─── STORED DATA ───
//! # Diagram Stream
//!
//! Client side of a repository-to-diagram generation service.
//!
//! A generation session asks the backend for a cost estimate, opens a
//! server-sent event stream, reassembles the explanation, component mapping
//! and Mermaid diagram as they arrive, reports monotonic progress, and caches
//! the finished artifact in SQLite so the next request for the same
//! repository is served locally.
//!
//! ## Architecture
//!
//! ```text
//! ┌──────────────┐   ┌──────────────┐   ┌──────────────┐
//! │   Backend    │──▶│ SSE decoder  │──▶│ Accumulator  │
//! │ (HTTP, SSE)  │   │   (core)     │   │ + progress   │
//! └──────────────┘   └──────────────┘   └──────┬───────┘
//!                                              │
//!                     ┌────────────────────────┤
//!                     ▼                        ▼
//!               ┌──────────┐            ┌──────────────┐
//!               │  SQLite  │            │  Reporters   │
//!               │  cache   │            │ (stderr/JSON)│
//!               └──────────┘            └──────────────┘
//! ```
//!
//! ## Quick Start
//!
//! ```bash
//! dgs init                          # create the cache database
//! dgs generate octo demo            # cached or freshly generated diagram
//! dgs regenerate octo demo --instructions "focus on the API layer"
//! dgs show octo demo --diagram-only
//! ```
//!
//! ## Modules
//!
//! | Module | Purpose |
//! |--------|---------|
//! | [`config`] | TOML configuration parsing |
//! | [`backend`] | Generation backend trait |
//! | [`client`] | reqwest backend implementation |
//! | [`session`] | Session controller and snapshots |
//! | [`progress`] | Progress reporters |
//! | [`sqlite_cache`] | SQLite artifact cache |
//! | [`db`] | Database connection |
//! | [`migrate`] | Schema migrations |
//! | [`generate`] | `generate` / `regenerate` / `modify` / `cost` commands |
//! | [`show`] | `show` command |

pub mod backend;
pub mod client;
pub mod config;
pub mod db;
pub mod generate;
pub mod migrate;
pub mod progress;
pub mod session;
pub mod show;
pub mod sqlite_cache;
───
(REQUIRED ACTION): Give the data again in full, exactly.

(TASK ANSWER):
//! # Diagram Stream
//!
//! Client side of a repository-to-diagram generation service.
//!
//! A generation session asks the backend for a cost estimate, opens a
//! server-sent event stream, reassembles the explanation, component mapping
//! and Mermaid diagram as they arrive, reports monotonic progress, and caches
//! the finished artifact in SQLite so the next request for the same
//! repository is served locally.
//!
//! ## Architecture
//!
//! ```text
//! ┌──────────────┐   ┌──────────────┐   ┌──────────────┐
//! │   Backend    │──▶│ SSE decoder  │──▶│ Accumulator  │
//! │ (HTTP, SSE)  │   │   (core)     │   │ + progress   │
//! └──────────────┘   └──────────────┘   └──────┬───────┘
//!                                              │
//!                     ┌────────────────────────┤
//!                     ▼                        ▼
//!               ┌──────────┐            ┌──────────────┐
//!               │  SQLite  │            │  Reporters   │
//!               │  cache   │            │ (stderr/JSON)│
//!               └──────────┘            └──────────────┘
//! ```
//!
//! ## Quick Start
//!
//! ```bash
//! dgs init                          # create the cache database
//! dgs generate octo demo            # cached or freshly generated diagram
//! dgs regenerate octo demo --instructions "focus on the API layer"
//! dgs show octo demo --diagram-only
//! ```
//!
//! ## Modules
//!
//! | Module | Purpose |
//! |--------|---------|
//! | [`config`] | TOML configuration parsing |
//! | [`backend`] | Generation backend trait |
//! | [`client`] | reqwest backend implementation |
//! | [`session`] | Session controller and snapshots |
//! | [`progress`] | Progress reporters |
//! | [`sqlite_cache`] | SQLite artifact cache |
//! | [`db`] | Database connection |
//! | [`migrate`] | Schema migrations |
//! | [`generate`] | `generate` / `regenerate` / `modify` / `cost` commands |
//! | [`show`] | `show` command |

pub mod backend;
pub mod client;
pub mod config;
pub mod db;
pub mod generate;
pub mod migrate;
pub mod progress;
pub mod session;
pub mod show;
pub mod sqlite_cache;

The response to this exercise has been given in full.